======== Task inputs

//! Upstream LMS access: the roster source and the email lookup transport.
//!
//! This crate provides:
//! - [`RosterSource`]: resolve a course and list its members
//! - [`EmailTransport`]: bare HTTP GET used for per-user email lookups
//! - [`CanvasClient`] and [`HttpTransport`]: the Canvas/reqwest implementations

pub mod canvas;
pub mod transport;

use std::future::Future;

use staffsync_shared::{Course, CourseQuery, Member, Result};

pub use canvas::{CanvasClient, parse_course_query};
pub use transport::{HttpTransport, LookupRequest, LookupResponse};

/// User-Agent string for all LMS requests.
pub(crate) const USER_AGENT: &str = concat!("staffsync/", env!("CARGO_PKG_VERSION"));

// ---------------------------------------------------------------------------
// Traits
// ---------------------------------------------------------------------------

/// Read access to a course roster.
pub trait RosterSource {
    /// Parse a user-supplied course identifier.
    fn parse_course_query(&self, raw: &str) -> Result<CourseQuery>;

    /// Look up the course the query refers to.
    fn resolve_course(&self, query: &CourseQuery) -> impl Future<Output = Result<Course>> + Send;

    /// Every member enrolled in the course, in upstream order.
    fn list_members(
        &self,
        query: &CourseQuery,
    ) -> impl Future<Output = Result<Vec<Member>>> + Send;
}

/// Generic GET capability used for email lookups.
///
/// Implementations return `Ok` for any HTTP status and reserve `Err` for
/// transport failures (timeouts, connection errors, unreadable bodies).
pub trait EmailTransport {
    fn get(&self, request: &LookupRequest) -> impl Future<Output = Result<LookupResponse>> + Send;
}
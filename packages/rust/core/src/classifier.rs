//! Enrollment label to staff role mapping.
//!
//! Upstream labels are open-ended free text, so the mapping is an ordered
//! rule table: rules are tried in priority order and the first match wins.
//! New label variants are added to [`RULES`] without touching callers.

use staffsync_shared::{Member, RoleHint, StaffRole};

/// One classification rule: a member matches if its raw label is one of
/// `labels` (case-sensitive) or its hint is one of `hints`.
#[derive(Debug, Clone, Copy)]
pub struct RoleRule {
    pub role: StaffRole,
    pub labels: &'static [&'static str],
    pub hints: &'static [RoleHint],
}

impl RoleRule {
    pub fn matches(&self, raw_role: &str, hint: Option<RoleHint>) -> bool {
        self.labels.contains(&raw_role) || hint.is_some_and(|h| self.hints.contains(&h))
    }
}

/// Classification rules in priority order.
pub const RULES: &[RoleRule] = &[
    RoleRule {
        role: StaffRole::Instructor,
        labels: &["TeacherEnrollment"],
        hints: &[RoleHint::Owner],
    },
    RoleRule {
        role: StaffRole::Ta,
        labels: &["TaEnrollment"],
        hints: &[RoleHint::Grader],
    },
    RoleRule {
        role: StaffRole::Tutor,
        labels: &["TutorEnrollment", "ReaderEnrollment", "Tutor", "Reader"],
        hints: &[],
    },
];

/// Promotion rule applied when a roster yields no instructor at all.
pub const FALLBACK_INSTRUCTOR: RoleRule = RoleRule {
    role: StaffRole::Instructor,
    labels: &["DesignerEnrollment"],
    hints: &[RoleHint::Owner, RoleHint::Admin],
};

/// Classify a raw label and hint. `None` means the member is not staff.
pub fn classify(raw_role: &str, hint: Option<RoleHint>) -> Option<StaffRole> {
    RULES
        .iter()
        .find(|rule| rule.matches(raw_role, hint))
        .map(|rule| rule.role)
}

pub fn classify_member(member: &Member) -> Option<StaffRole> {
    classify(&member.raw_role, member.hint)
}

/// First member eligible for instructor promotion, in roster order.
pub fn fallback_instructor<'a, I>(roster: I) -> Option<&'a Member>
where
    I: IntoIterator<Item = &'a Member>,
{
    roster
        .into_iter()
        .find(|m| FALLBACK_INSTRUCTOR.matches(&m.raw_role, m.hint))
}
//! reqwest-backed [`EmailTransport`].

use std::time::Duration;

use reqwest::Client;
use serde_json::Value;
use tracing::debug;

use staffsync_shared::{Result, StaffSyncError};

use crate::{EmailTransport, USER_AGENT};

/// A single GET with its own headers and timeout.
#[derive(Debug, Clone)]
pub struct LookupRequest {
    pub url: String,
    pub headers: Vec<(String, String)>,
    pub timeout: Duration,
}

/// Status plus the decoded JSON body, when the body was JSON.
#[derive(Debug, Clone)]
pub struct LookupResponse {
    pub status: u16,
    pub body: Option<Value>,
}

impl LookupResponse {
    pub fn is_ok(&self) -> bool {
        self.status == 200
    }
}

/// HTTP transport over a shared reqwest client.
#[derive(Debug, Clone)]
pub struct HttpTransport {
    client: Client,
}

impl HttpTransport {
    /// Build the transport. Per-request timeouts come from each [`LookupRequest`].
    pub fn new() -> Result<Self> {
        let client = Client::builder()
            .user_agent(USER_AGENT)
            .redirect(reqwest::redirect::Policy::limited(3))
            .build()
            .map_err(|e| StaffSyncError::Network(format!("failed to build HTTP client: {e}")))?;
        Ok(Self { client })
    }
}

impl EmailTransport for HttpTransport {
    async fn get(&self, request: &LookupRequest) -> Result<LookupResponse> {
        let mut builder = self.client.get(&request.url).timeout(request.timeout);
        for (name, value) in &request.headers {
            builder = builder.header(name.as_str(), value.as_str());
        }

        let response = builder.send().await.map_err(|e| {
            if e.is_timeout() {
                StaffSyncError::Network(format!("{}: timed out", request.url))
            } else {
                StaffSyncError::Network(format!("{}: {e}", request.url))
            }
        })?;

        let status = response.status().as_u16();
        let text = response.text().await.map_err(|e| {
            StaffSyncError::Network(format!("{}: body read failed: {e}", request.url))
        })?;
        let body = serde_json::from_str(&text).ok();

        debug!(url = %request.url, status, json = body.is_some(), "lookup response");
        Ok(LookupResponse { status, body })
    }
}
//! Custom Test Assertions
//!
//! Provides specialized assertion helpers for triage results that give
//! more meaningful error messages than standard assertions.

use domain_triage::{FieldName, RouteDecision, TriageResult};
use serde_json::Value;

/// The exact top-level keys of the serialized triage result
pub const RESULT_KEYS: [&str; 4] = ["extractedFields", "missingFields", "recommendedRoute", "reasoning"];

/// Asserts the recommended route, reporting the reasoning on failure
pub fn assert_route(result: &TriageResult, expected: RouteDecision) {
    assert_eq!(
        result.recommended_route(),
        expected,
        "Expected route {}, got {} (rule: {}, reasoning: {})",
        expected,
        result.recommended_route(),
        result.fired_rule(),
        result.reasoning()
    );
}

/// Asserts the missing-fields list exactly, in order
pub fn assert_missing(result: &TriageResult, expected: &[FieldName]) {
    assert_eq!(
        result.missing_fields(),
        expected,
        "Missing fields mismatch; extracted: {:?}",
        result.extracted_fields()
    );
}

/// Asserts that nothing mandatory is missing
pub fn assert_complete(result: &TriageResult) {
    assert!(
        result.missing_fields().is_empty(),
        "Expected a complete claim, missing: {:?}",
        result.missing_fields()
    );
}

/// Asserts that serialized JSON has exactly the four result keys with the right shapes
pub fn assert_json_contract(json: &Value) {
    let object = json.as_object().expect("triage result must serialize to an object");

    let mut keys: Vec<&str> = object.keys().map(String::as_str).collect();
    keys.sort_unstable();
    let mut expected = RESULT_KEYS.to_vec();
    expected.sort_unstable();
    assert_eq!(keys, expected, "Unexpected top-level keys");

    assert!(json["extractedFields"].is_object(), "extractedFields must be an object");
    assert!(json["missingFields"].is_array(), "missingFields must be an array");
    assert!(json["reasoning"].is_string(), "reasoning must be a string");

    let route = json["recommendedRoute"]
        .as_str()
        .expect("recommendedRoute must be a string");
    assert!(
        route.parse::<RouteDecision>().is_ok(),
        "recommendedRoute {:?} is not a known route",
        route
    );
}
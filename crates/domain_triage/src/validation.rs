//! Mandatory field validation
//!
//! A claim is complete only when every field in [`MANDATORY_FIELDS`] was
//! captured with a non-blank value. The report lists gaps in the set's
//! declaration order so that identical documents always produce identical
//! output.

use crate::field::{ExtractedFields, FieldName};

/// Fields that must be present for a claim to be considered complete
pub const MANDATORY_FIELDS: [FieldName; 15] = [
    FieldName::PolicyNumber,
    FieldName::PolicyholderName,
    FieldName::EffectiveDates,
    FieldName::IncidentDate,
    FieldName::IncidentTime,
    FieldName::IncidentLocation,
    FieldName::IncidentDescription,
    FieldName::Claimant,
    FieldName::ContactDetails,
    FieldName::AssetType,
    FieldName::AssetId,
    FieldName::EstimatedDamage,
    FieldName::ClaimType,
    FieldName::Attachments,
    FieldName::InitialEstimate,
];

/// Validator for extracted claim fields
pub struct Validator;

impl Validator {
    /// Lists mandatory fields that are absent or blank, in declaration order
    pub fn find_missing(fields: &ExtractedFields) -> Vec<FieldName> {
        let missing: Vec<FieldName> = MANDATORY_FIELDS
            .into_iter()
            .filter(|name| fields.get(*name).map_or(true, |value| value.is_blank()))
            .collect();

        tracing::debug!(missing = missing.len(), "Mandatory field validation complete");
        missing
    }

    /// Returns true if `field` belongs to the mandatory set
    pub fn is_mandatory(field: FieldName) -> bool {
        MANDATORY_FIELDS.contains(&field)
    }
}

================

Show all lines in the entries above where the string "CanvasClient" appears.

//! - [`CanvasClient`] and [`HttpTransport`]: the Canvas/reqwest implementations
pub use canvas::{CanvasClient, parse_course_query};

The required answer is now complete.